#### Work task:
Below are some records; reproduce them exactly.

#### Materials provided:
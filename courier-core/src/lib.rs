//! # Courier - In-Process Publish/Subscribe Core
//!
//! Courier routes opaque byte payloads from publishers to subscriber
//! callbacks by channel name:
//! - Subscriptions on literal channel names or full-match regex patterns
//! - A bounded inbound queue with drop-newest, drop-oldest or blocking
//!   backpressure and a visible drop counter
//! - A single dispatch loop, so callbacks for a subscriber never overlap
//! - Callback isolation: errors and panics are reported, never propagated
//! - A pluggable transport for moving frames between processes
//!
//! ## Quick Start
//!
//! ```rust,no_run
//! use courier_core::prelude::*;
//!
//! #[tokio::main]
//! async fn main() -> Result<()> {
//!     let bus: Bus<&'static str> = Bus::builder()
//!         .queue_capacity(256)
//!         .build()?;
//!     bus.start()?;
//!
//!     bus.subscribe(
//!         "sensor\\..*",
//!         true,
//!         |msg: &InboundMessage, name: &&'static str| -> HandlerResult {
//!             println!("{name}: {} bytes on {}", msg.size(), msg.channel);
//!             Ok(())
//!         },
//!         "sensors",
//!     )?;
//!
//!     bus.publish("sensor.temp", b"21.5").await?;
//!     bus.flush().await?;
//!     bus.stop().await;
//!     Ok(())
//! }
//! ```
//!
//! ## Architecture
//!
//! - **Registry**: copy-on-write snapshots; subscribe and unsubscribe are
//!   safe from inside callbacks
//! - **Inbound queue**: many producers, one consumer
//! - **Dispatch loop**: one tokio task per bus; shutdown and pause take
//!   effect between messages
//! - **Transport**: egress via `send`, ingress via an [`pubsub::InboundSink`]

pub mod config;
pub mod error;
pub mod pubsub;

/// Current library version
pub const VERSION: &str = env!("CARGO_PKG_VERSION");

/// Re-export commonly used types
pub mod prelude {
    pub use crate::config::{BackpressurePolicy, BusConfig, CourierConfig};
    pub use crate::error::{CourierError, Result};
    pub use crate::pubsub::{
        Bus, BusBuilder, BusStats, DiagnosticEvent, DiagnosticsSink, DispatchState, HandlerResult,
        HubTransport, InboundMessage, LocalTransport, MemoryHub, MessageHandler, PubSubError,
        SubscriptionId, Transport, TransportError,
    };
}
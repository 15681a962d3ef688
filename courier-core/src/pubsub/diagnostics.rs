//! Diagnostics for faults that never reach a caller
//!
//! Callback failures happen on the dispatch task long after the publisher
//! returned, and loopback drops or background transport failures have no
//! caller to return to. These are reported to a [`DiagnosticsSink`].
//!
//! # Example
//!
//! ```rust,ignore
//! use courier_core::pubsub::{diagnostics_channel, BusBuilder};
//!
//! let (sink, mut events) = diagnostics_channel(64);
//! let bus = BusBuilder::<()>::new().diagnostics(sink).build()?;
//!
//! tokio::spawn(async move {
//!     while let Some(event) = events.recv().await {
//!         eprintln!("{event}");
//!     }
//! });
//! ```

use super::traits::SubscriptionId;
use serde::Serialize;
use std::fmt;
use tokio::sync::mpsc;

/// How a callback failed
#[derive(Debug, Clone, PartialEq, Eq, Serialize)]
#[serde(tag = "type", content = "message", rename_all = "snake_case")]
pub enum FaultKind {
    /// Handler returned an error
    Error(String),
    /// Handler panicked
    Panic(String),
}

/// A subscriber callback failed while handling a message
#[derive(Debug, Clone, PartialEq, Eq, Serialize)]
pub struct CallbackFault {
    /// Subscription whose handler failed
    pub subscription: SubscriptionId,
    /// Channel of the message being handled
    pub channel: String,
    /// Queue sequence number of the message
    pub seq: u64,
    /// Failure details
    pub kind: FaultKind,
}

/// Event reported to a diagnostics sink
#[derive(Debug, Clone, PartialEq, Eq, Serialize)]
#[serde(tag = "event", rename_all = "snake_case")]
pub enum DiagnosticEvent {
    /// A subscriber callback returned an error or panicked
    CallbackFault(CallbackFault),

    /// An inbound message was dropped by the backpressure policy
    MessageDropped {
        channel: String,
        dropped_total: u64,
    },

    /// A transport send failed where no caller could be told
    TransportFailure { channel: String, error: String },
}

impl fmt::Display for DiagnosticEvent {
    fn fmt(&self, f: &mut fmt::Formatter<'_>) -> fmt::Result {
        match self {
            DiagnosticEvent::CallbackFault(fault) => match &fault.kind {
                FaultKind::Error(e) => write!(
                    f,
                    "callback {} failed on '{}' (seq {}): {}",
                    fault.subscription, fault.channel, fault.seq, e
                ),
                FaultKind::Panic(e) => write!(
                    f,
                    "callback {} panicked on '{}' (seq {}): {}",
                    fault.subscription, fault.channel, fault.seq, e
                ),
            },
            DiagnosticEvent::MessageDropped {
                channel,
                dropped_total,
            } => write!(f, "message on '{}' dropped ({} total)", channel, dropped_total),
            DiagnosticEvent::TransportFailure { channel, error } => {
                write!(f, "transport send on '{}' failed: {}", channel, error)
            }
        }
    }
}

/// Receiver of diagnostic events.
///
/// Called from the dispatch task and from producers; implementations must
/// not block.
pub trait DiagnosticsSink: Send + Sync + fmt::Debug {
    /// Report one event
    fn report(&self, event: DiagnosticEvent);
}

/// Default sink: structured `tracing` events
#[derive(Debug, Default, Clone, Copy)]
pub struct LoggingDiagnostics;

impl DiagnosticsSink for LoggingDiagnostics {
    fn report(&self, event: DiagnosticEvent) {
        match event {
            DiagnosticEvent::CallbackFault(fault) => {
                tracing::warn!(
                    subscription = %fault.subscription,
                    channel = %fault.channel,
                    seq = fault.seq,
                    fault = ?fault.kind,
                    "Subscriber callback failed"
                );
            }
            DiagnosticEvent::MessageDropped {
                channel,
                dropped_total,
            } => {
                tracing::warn!(channel = %channel, dropped_total, "Inbound message dropped");
            }
            DiagnosticEvent::TransportFailure { channel, error } => {
                tracing::warn!(channel = %channel, error = %error, "Transport send failed");
            }
        }
    }
}

/// Sink forwarding events into a bounded channel.
///
/// Events are discarded if the receiver falls behind or is gone.
#[derive(Debug, Clone)]
pub struct ChannelDiagnostics {
    sender: mpsc::Sender<DiagnosticEvent>,
}

impl DiagnosticsSink for ChannelDiagnostics {
    fn report(&self, event: DiagnosticEvent) {
        if let Err(e) = self.sender.try_send(event) {
            tracing::debug!(error = %e, "Diagnostic event discarded");
        }
    }
}

/// Create a channel-backed diagnostics sink
pub fn diagnostics_channel(buffer_size: usize) -> (ChannelDiagnostics, mpsc::Receiver<DiagnosticEvent>) {
    let (sender, receiver) = mpsc::channel(buffer_size.max(1));
    (ChannelDiagnostics { sender }, receiver)
}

#### Exercise solution:
filename courier-core/src/lib.rs
//! # Courier - In-Process Publish/Subscribe Core
//!
//! Courier routes opaque byte payloads from publishers to subscriber
//! callbacks by channel name:
//! - Subscriptions on literal channel names or full-match regex patterns
//! - A bounded inbound queue with drop-newest, drop-oldest or blocking
//!   backpressure and a visible drop counter
//! - A single dispatch loop, so callbacks for a subscriber never overlap
//! - Callback isolation: errors and panics are reported, never propagated
//! - A pluggable transport for moving frames between processes
//!
//! ## Quick Start
//!
//! ```rust,no_run
//! use courier_core::prelude::*;
//!
//! #[tokio::main]
//! async fn main() -> Result<()> {
//!     let bus: Bus<&'static str> = Bus::builder()
//!         .queue_capacity(256)
//!         .build()?;
//!     bus.start()?;
//!
//!     bus.subscribe(
//!         "sensor\\..*",
//!         true,
//!         |msg: &InboundMessage, name: &&'static str| -> HandlerResult {
//!             println!("{name}: {} bytes on {}", msg.size(), msg.channel);
//!             Ok(())
//!         },
//!         "sensors",
//!     )?;
//!
//!     bus.publish("sensor.temp", b"21.5").await?;
//!     bus.flush().await?;
//!     bus.stop().await;
//!     Ok(())
//! }
//! ```
//!
//! ## Architecture
//!
//! - **Registry**: copy-on-write snapshots; subscribe and unsubscribe are
//!   safe from inside callbacks
//! - **Inbound queue**: many producers, one consumer
//! - **Dispatch loop**: one tokio task per bus; shutdown and pause take
//!   effect between messages
//! - **Transport**: egress via `send`, ingress via an [`pubsub::InboundSink`]

pub mod config;
pub mod error;
pub mod pubsub;

/// Current library version
pub const VERSION: &str = env!("CARGO_PKG_VERSION");

/// Re-export commonly used types
pub mod prelude {
    pub use crate::config::{BackpressurePolicy, BusConfig, CourierConfig};
    pub use crate::error::{CourierError, Result};
    pub use crate::pubsub::{
        Bus, BusBuilder, BusStats, DiagnosticEvent, DiagnosticsSink, DispatchState, HandlerResult,
        HubTransport, InboundMessage, LocalTransport, MemoryHub, MessageHandler, PubSubError,
        SubscriptionId, Transport, TransportError,
    };
}
repository 15681a962d3ef688
filename courier-core/src/pubsub/diagnostics.rs
//! Diagnostics for faults that never reach a caller
//!
//! Callback failures happen on the dispatch task long after the publisher
//! returned, and loopback drops or background transport failures have no
//! caller to return to. These are reported to a [`DiagnosticsSink`].
//!
//! # Example
//!
//! ```rust,ignore
//! use courier_core::pubsub::{diagnostics_channel, BusBuilder};
//!
//! let (sink, mut events) = diagnostics_channel(64);
//! let bus = BusBuilder::<()>::new().diagnostics(sink).build()?;
//!
//! tokio::spawn(async move {
//!     while let Some(event) = events.recv().await {
//!         eprintln!("{event}");
//!     }
//! });
//! ```

use super::traits::SubscriptionId;
use serde::Serialize;
use std::fmt;
use tokio::sync::mpsc;

/// How a callback failed
#[derive(Debug, Clone, PartialEq, Eq, Serialize)]
#[serde(tag = "type", content = "message", rename_all = "snake_case")]
pub enum FaultKind {
    /// Handler returned an error
    Error(String),
    /// Handler panicked
    Panic(String),
}

/// A subscriber callback failed while handling a message
#[derive(Debug, Clone, PartialEq, Eq, Serialize)]
pub struct CallbackFault {
    /// Subscription whose handler failed
    pub subscription: SubscriptionId,
    /// Channel of the message being handled
    pub channel: String,
    /// Queue sequence number of the message
    pub seq: u64,
    /// Failure details
    pub kind: FaultKind,
}

/// Event reported to a diagnostics sink
#[derive(Debug, Clone, PartialEq, Eq, Serialize)]
#[serde(tag = "event", rename_all = "snake_case")]
pub enum DiagnosticEvent {
    /// A subscriber callback returned an error or panicked
    CallbackFault(CallbackFault),

    /// An inbound message was dropped by the backpressure policy
    MessageDropped {
        channel: String,
        dropped_total: u64,
    },

    /// A transport send failed where no caller could be told
    TransportFailure { channel: String, error: String },
}

impl fmt::Display for DiagnosticEvent {
    fn fmt(&self, f: &mut fmt::Formatter<'_>) -> fmt::Result {
        match self {
            DiagnosticEvent::CallbackFault(fault) => match &fault.kind {
                FaultKind::Error(e) => write!(
                    f,
                    "callback {} failed on '{}' (seq {}): {}",
                    fault.subscription, fault.channel, fault.seq, e
                ),
                FaultKind::Panic(e) => write!(
                    f,
                    "callback {} panicked on '{}' (seq {}): {}",
                    fault.subscription, fault.channel, fault.seq, e
                ),
            },
            DiagnosticEvent::MessageDropped {
                channel,
                dropped_total,
            } => write!(f, "message on '{}' dropped ({} total)", channel, dropped_total),
            DiagnosticEvent::TransportFailure { channel, error } => {
                write!(f, "transport send on '{}' failed: {}", channel, error)
            }
        }
    }
}

/// Receiver of diagnostic events.
///
/// Called from the dispatch task and from producers; implementations must
/// not block.
pub trait DiagnosticsSink: Send + Sync + fmt::Debug {
    /// Report one event
    fn report(&self, event: DiagnosticEvent);
}

/// Default sink: structured `tracing` events
#[derive(Debug, Default, Clone, Copy)]
pub struct LoggingDiagnostics;

impl DiagnosticsSink for LoggingDiagnostics {
    fn report(&self, event: DiagnosticEvent) {
        match event {
            DiagnosticEvent::CallbackFault(fault) => {
                tracing::warn!(
                    subscription = %fault.subscription,
                    channel = %fault.channel,
                    seq = fault.seq,
                    fault = ?fault.kind,
                    "Subscriber callback failed"
                );
            }
            DiagnosticEvent::MessageDropped {
                channel,
                dropped_total,
            } => {
                tracing::warn!(channel = %channel, dropped_total, "Inbound message dropped");
            }
            DiagnosticEvent::TransportFailure { channel, error } => {
                tracing::warn!(channel = %channel, error = %error, "Transport send failed");
            }
        }
    }
}

/// Sink forwarding events into a bounded channel.
///
/// Events are discarded if the receiver falls behind or is gone.
#[derive(Debug, Clone)]
pub struct ChannelDiagnostics {
    sender: mpsc::Sender<DiagnosticEvent>,
}

impl DiagnosticsSink for ChannelDiagnostics {
    fn report(&self, event: DiagnosticEvent) {
        if let Err(e) = self.sender.try_send(event) {
            tracing::debug!(error = %e, "Diagnostic event discarded");
        }
    }
}

/// Create a channel-backed diagnostics sink
pub fn diagnostics_channel(buffer_size: usize) -> (ChannelDiagnostics, mpsc::Receiver<DiagnosticEvent>) {
    let (sender, receiver) = mpsc::channel(buffer_size.max(1));
    (ChannelDiagnostics { sender }, receiver)
}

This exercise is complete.